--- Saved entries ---
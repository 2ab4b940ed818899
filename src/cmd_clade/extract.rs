use super::utils;
use clade::libs::phylo::MissingPolicy;
use clap::*;
use itertools::Itertools;
use std::collections::{BTreeSet, HashSet};
use std::io::Write;

// Create clap subcommand arguments
pub fn make_subcommand() -> Command {
    let cmd = Command::new("extract")
        .about("Write tip attributes as CSV")
        .after_help(
            r###"
Writes one CSV row per tip: the taxon name followed by the requested
attributes. Tips of every input tree are listed, tree by tree.

Notes:
* Without `--attr`, every attribute found on any tip is written, sorted
  by name.
* Missing attributes are written as empty cells.
* Tag sets are written as `{a,b}`.
* `--node`, `--file` and `--regex` restrict the rows to those taxa. A named
  taxon not in a tree stops the command, unless `--ignore-missing` is set.

Examples:
1. All attributes:
   clade extract annotated.nwk

2. Only the clade assignment of `clade split`:
   clade extract split.nwk --attr clade -o clades.csv

3. Two taxa:
   clade extract annotated.nwk -n A -n B

"###,
        )
        .arg(
            Arg::new("infile")
                .required(true)
                .num_args(1)
                .index(1)
                .help("Input filename. [stdin] for standard input"),
        )
        .arg(
            Arg::new("attr")
                .long("attr")
                .short('a')
                .num_args(1)
                .action(ArgAction::Append)
                .help("Attribute to write"),
        )
        .arg(utils::arg_ignore_missing());

    utils::args_names(cmd).arg(
        Arg::new("outfile")
            .short('o')
            .long("outfile")
            .num_args(1)
            .default_value("stdout")
            .help("Output filename. [stdout] for screen"),
    )
}

fn csv_cell(value: &str) -> String {
    if value.contains([',', '"', '\n']) {
        format!("\"{}\"", value.replace('"', "\"\""))
    } else {
        value.to_string()
    }
}

// command implementation
pub fn execute(args: &ArgMatches) -> anyhow::Result<()> {
    //----------------------------
    // Args
    //----------------------------
    let mut writer = intspan::writer(args.get_one::<String>("outfile").unwrap());
    let infile = args.get_one::<String>("infile").unwrap();
    let policy = MissingPolicy::from_ignore(args.get_flag("ignore_missing"));
    let is_restricted = ["node", "file", "regex"]
        .iter()
        .any(|id| args.contains_id(id));

    let trees = utils::read_trees(infile)?;

    let attrs: Vec<String> = match args.get_many::<String>("attr") {
        Some(values) => values.cloned().collect(),
        None => {
            let mut keys = BTreeSet::new();
            for tree in &trees {
                for id in tree.get_leaves() {
                    if let Some(node) = tree.get_node(id) {
                        keys.extend(node.attributes.keys().cloned());
                    }
                }
            }
            keys.into_iter().collect()
        }
    };

    //----------------------------
    // Output
    //----------------------------
    let header = std::iter::once("taxon".to_string())
        .chain(attrs.iter().cloned())
        .map(|s| csv_cell(&s))
        .join(",");
    writer.write_fmt(format_args!("{}\n", header))?;

    for tree in &trees {
        let selected: Option<HashSet<String>> = if is_restricted {
            let (names, _) = utils::match_names(tree, args, policy)?;
            Some(names.into_iter().collect())
        } else {
            None
        };

        for id in tree.get_leaves() {
            let node = tree.node(id)?;
            let name = node.name.clone().unwrap_or_default();
            if selected.as_ref().is_some_and(|s| !s.contains(&name)) {
                continue;
            }
            let row = std::iter::once(name)
                .chain(attrs.iter().map(|attr| {
                    node.get_attribute(attr)
                        .map(|v| v.to_string())
                        .unwrap_or_default()
                }))
                .map(|s| csv_cell(&s))
                .join(",");
            writer.write_fmt(format_args!("{}\n", row))?;
        }
    }

    Ok(())
}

--- What the exercise asks ---
Take the records above and return, word for word, only the lines that fall from the line with "pub fn execute(args: &ArgMatches)" to the line with "let mut writer", both of them included.

--- Problem solution ---
pub fn execute(args: &ArgMatches) -> anyhow::Result<()> {
    //----------------------------
    // Args
    //----------------------------
    let mut writer = intspan::writer(args.get_one::<String>("outfile").unwrap());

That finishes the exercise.